Sometime after midnight on a streamside slope near the northeast end of the park, the sow and her three cubs entered Soda Butte Campground, drawn by the lingering smell of broiled fish. After trying in vain to pry the tamper-proof lids off food bins and garbage cans, the sow poked her nose under the fly of a tent. She bit the leg of its occupant, Ronald Singer, who managed to drive her off with panicked blows. A short while later, around 2:15 am, Deborah Freele awoke in her tent at No. 11 to find the sow gnawing on her arm. She shrieked and fought back, but the bear bit down harder, snapping bones. By now, there was tumult in adjacent sites, people dashing around and honking car horns in warning, and the sow let go of Freele and ran away. A couple of hours later, rangers and deputies scoured the pitch-dark camp. Near the western end, 600 yards from Freele's tent, they came upon the gnawed remains of a man named Kevin Kammer. Kammer, a medic from Grand Rapids, Michigan, whose lifelong dream was to fish Yellowstone's streams, had been dragged from his tent, killed by several bites, then consumed from chest to groin. There were several sets of prints on his flattened tent – the sow's and at least one of her cubs'.

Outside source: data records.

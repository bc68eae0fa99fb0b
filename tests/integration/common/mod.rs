//! Shared fixtures for the integration tests.
use std::sync::Arc;

use registry_client::services::{ConfirmationWait, LocalSigner, RegistryClient};
use solana_sdk::{
    pubkey::Pubkey,
    signature::{Keypair, Signer},
};

pub mod ledger;
pub use ledger::InMemoryLedger;

pub type LedgerClient = RegistryClient<InMemoryLedger, LocalSigner>;

pub struct TestContext {
    pub program_id: Pubkey,
    pub ledger: Arc<InMemoryLedger>,
    pub client: LedgerClient,
    pub wallet: Pubkey,
}

impl TestContext {
    pub fn new() -> Self {
        let program_id = Pubkey::new_unique();
        let ledger = Arc::new(InMemoryLedger::new(program_id));
        let keypair = Keypair::new();
        let wallet = keypair.pubkey();
        let client = client_for(&ledger, program_id, keypair);
        Self {
            program_id,
            ledger,
            client,
            wallet,
        }
    }

    /// A second client on the same ledger holding `keypair`.
    pub fn client_with(&self, keypair: Keypair) -> LedgerClient {
        client_for(&self.ledger, self.program_id, keypair)
    }
}

fn client_for(ledger: &Arc<InMemoryLedger>, program_id: Pubkey, keypair: Keypair) -> LedgerClient {
    RegistryClient::new(
        program_id,
        ledger.clone(),
        Arc::new(LocalSigner::new(keypair)),
        ConfirmationWait {
            timeout: std::time::Duration::from_secs(2),
            poll_interval: std::time::Duration::from_millis(10),
        },
    )
}
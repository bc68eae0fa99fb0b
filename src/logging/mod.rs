//! ## Sets up logging by reading configuration from environment variables.
//!
//! Environment variables used:
//! - LOG_MODE: "stdout" (default) or "file"
//! - LOG_LEVEL: "trace", "debug", "info", "warn" or "error"; default is "info"
//! - LOG_FILE_PATH: file mode target, rolled by UTC date (default "logs/registry-client.log")

use chrono::{NaiveDate, Utc};
use log::info;
use simplelog::{Config, LevelFilter, SimpleLogger, WriteLogger};
use std::{
    env,
    fs::{create_dir_all, File},
    path::Path,
};

use crate::constants::{DEFAULT_LOG_FILE_PATH, DEFAULT_LOG_LEVEL, DEFAULT_LOG_MODE};

/// Maps a LOG_LEVEL value onto a filter. Unknown values fall back to info.
pub fn parse_level_filter(level: &str) -> LevelFilter {
    match level.to_lowercase().as_str() {
        "trace" => LevelFilter::Trace,
        "debug" => LevelFilter::Debug,
        "info" => LevelFilter::Info,
        "warn" => LevelFilter::Warn,
        "error" => LevelFilter::Error,
        _ => LevelFilter::Info,
    }
}

/// Appends the date to the base path, replacing a trailing ".log" suffix.
pub fn compute_rolled_file_path(base_file_path: &str, date: NaiveDate) -> String {
    let date_str = date.format("%Y-%m-%d");
    let stem = base_file_path
        .strip_suffix(".log")
        .unwrap_or(base_file_path);
    format!("{}-{}.log", stem, date_str)
}

pub fn setup_logging() {
    let log_mode = env::var("LOG_MODE").unwrap_or_else(|_| DEFAULT_LOG_MODE.to_string());
    let log_level = env::var("LOG_LEVEL").unwrap_or_else(|_| DEFAULT_LOG_LEVEL.to_string());
    let level_filter = parse_level_filter(&log_level);

    if log_mode.eq_ignore_ascii_case("file") {
        let base_file_path =
            env::var("LOG_FILE_PATH").unwrap_or_else(|_| DEFAULT_LOG_FILE_PATH.to_string());
        let rolled_file_path = compute_rolled_file_path(&base_file_path, Utc::now().date_naive());

        if let Some(parent) = Path::new(&rolled_file_path).parent() {
            create_dir_all(parent).expect("Failed to create log directory");
        }

        let log_file = File::create(&rolled_file_path)
            .unwrap_or_else(|e| panic!("Unable to create log file {}: {}", rolled_file_path, e));

        WriteLogger::init(level_filter, Config::default(), log_file)
            .expect("Failed to initialize file logger");
    } else {
        SimpleLogger::init(level_filter, Config::default())
            .expect("Failed to initialize simple logger");
    }

    info!("Logging configured (mode: {}, level: {})", log_mode, level_filter);
}
//! Wire-level constants of the on-chain registry program.
//!
//! Instruction and account discriminators are the first eight bytes of
//! `sha256("global:<instruction>")` and `sha256("account:<Type>")` as computed
//! by the program's framework. They are fixed by the deployed program and must
//! never be derived at runtime.

use solana_sdk::{pubkey, pubkey::Pubkey};

/// Length of every discriminator, instruction or account.
pub const DISCRIMINATOR_LEN: usize = 8;

/// Length of a serialized public key.
pub const PUBKEY_LEN: usize = 32;

/// Maximum length of a single derivation seed.
pub const MAX_SEED_LEN: usize = 32;

/// Maximum byte length of a node domain accepted by the program.
pub const MAX_DOMAIN_LEN: usize = 253;

/// Maximum domain length (in characters) accepted on the command line.
pub const CLI_MAX_DOMAIN_CHARS: usize = 64;

pub const INIT_REGISTRY_DISCRIMINATOR: [u8; 8] = [131, 22, 4, 103, 24, 94, 163, 239];
pub const ADD_CLIENT_DISCRIMINATOR: [u8; 8] = [198, 64, 62, 101, 62, 204, 69, 108];
pub const ADD_NODE_DISCRIMINATOR: [u8; 8] = [135, 249, 13, 74, 61, 190, 188, 33];
pub const DELEGATE_NODE_DISCRIMINATOR: [u8; 8] = [177, 5, 63, 9, 89, 233, 39, 75];
pub const UNDELEGATE_NODE_DISCRIMINATOR: [u8; 8] = [215, 20, 17, 214, 131, 184, 155, 117];
pub const CHECK_CLIENT_DISCRIMINATOR: [u8; 8] = [56, 122, 178, 30, 199, 2, 243, 22];
pub const CHECK_NODE_DISCRIMINATOR: [u8; 8] = [62, 101, 38, 142, 134, 79, 122, 116];
pub const REMOVE_CLIENT_DISCRIMINATOR: [u8; 8] = [32, 83, 79, 126, 155, 239, 104, 60];
pub const REMOVE_NODE_DISCRIMINATOR: [u8; 8] = [96, 10, 183, 238, 187, 248, 96, 36];
pub const UPDATE_NODE_ONLINE_DISCRIMINATOR: [u8; 8] = [35, 22, 232, 250, 60, 30, 62, 83];
pub const UPDATE_NODE_ACTIVE_DISCRIMINATOR: [u8; 8] = [121, 150, 132, 175, 172, 145, 197, 132];

pub const REGISTRY_ACCOUNT_DISCRIMINATOR: [u8; 8] = [47, 174, 110, 246, 184, 182, 252, 218];
pub const CLIENT_ENTRY_ACCOUNT_DISCRIMINATOR: [u8; 8] = [68, 218, 150, 47, 57, 1, 247, 170];
pub const NODE_ENTRY_ACCOUNT_DISCRIMINATOR: [u8; 8] = [226, 29, 121, 132, 47, 28, 209, 67];

/// discriminator + parent + registered + until + limit
pub const CLIENT_ENTRY_SIZE: usize = DISCRIMINATOR_LEN + PUBKEY_LEN + PUBKEY_LEN + 8 + 4;

/// Space the program allocates for a node entry:
/// discriminator + parent + registered + domain prefix + domain + online + active
pub const NODE_ENTRY_SIZE: usize =
    DISCRIMINATOR_LEN + PUBKEY_LEN + PUBKEY_LEN + 4 + MAX_DOMAIN_LEN + 4 + 1;

/// Smallest node entry that can hold an empty domain.
pub const NODE_ENTRY_MIN_SIZE: usize = DISCRIMINATOR_LEN + PUBKEY_LEN + PUBKEY_LEN + 4 + 4 + 1;

/// Offset of the `parent` field inside entry account data.
pub const ENTRY_PARENT_OFFSET: usize = DISCRIMINATOR_LEN;

/// Delegation program used by `delegate-node`.
pub const DELEGATION_PROGRAM_ID: Pubkey = pubkey!("DELeGGvXpWV2fqJUhqcF5ZSYMS4JTLjteaAMARRSaeSh");

/// Program that commits and undelegates delegated accounts.
pub const MAGIC_PROGRAM_ID: Pubkey = pubkey!("Magic11111111111111111111111111111111111111");

/// Context account written by the magic program on commit.
pub const MAGIC_CONTEXT_ID: Pubkey = pubkey!("MagicContext1111111111111111111111111111111");

pub const DELEGATE_BUFFER_SEED: &[u8] = b"buffer";
pub const DELEGATION_RECORD_SEED: &[u8] = b"delegation";
pub const DELEGATION_METADATA_SEED: &[u8] = b"delegation-metadata";
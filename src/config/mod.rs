mod client_config;
pub use client_config::*;
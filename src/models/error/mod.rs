mod registry;
pub use registry::*;

mod signer;
pub use signer::*;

Over the next days and weeks, all manner of havoc ensued. The media descended from as far away as Finland, asking pointed questions about "killer bears" and the safety of the park's guests. Park Service wardens, who trapped the sow and dispatched her via lethal injection, denounced her as a rogue whose "predatory" act was indefensible but rare. (Her cubs were transported across the state for permanent residence in a zoo.) Test after test was conducted, post-mortem, to establish her motivation. Was she rabid? No. Exotic diseases? None. Maddened by injury or wounds? The federal Interagency Grizzly Bear Study Team, which took charge of the investigation, needed a month to conclude that there was "no clear explanation for the behavior of this bear," though a lucid possibility fairly leaped off her chart. Her weight at the time of death was 216 pounds, or about 80 pounds less than average for a full-grown sow. Like her cubs, called malnourished by the zoo's curator, and countless other bears forced downhill by hunger, she was a forerunner of the turmoil that awaits us all: species pushed to breaking by climate change.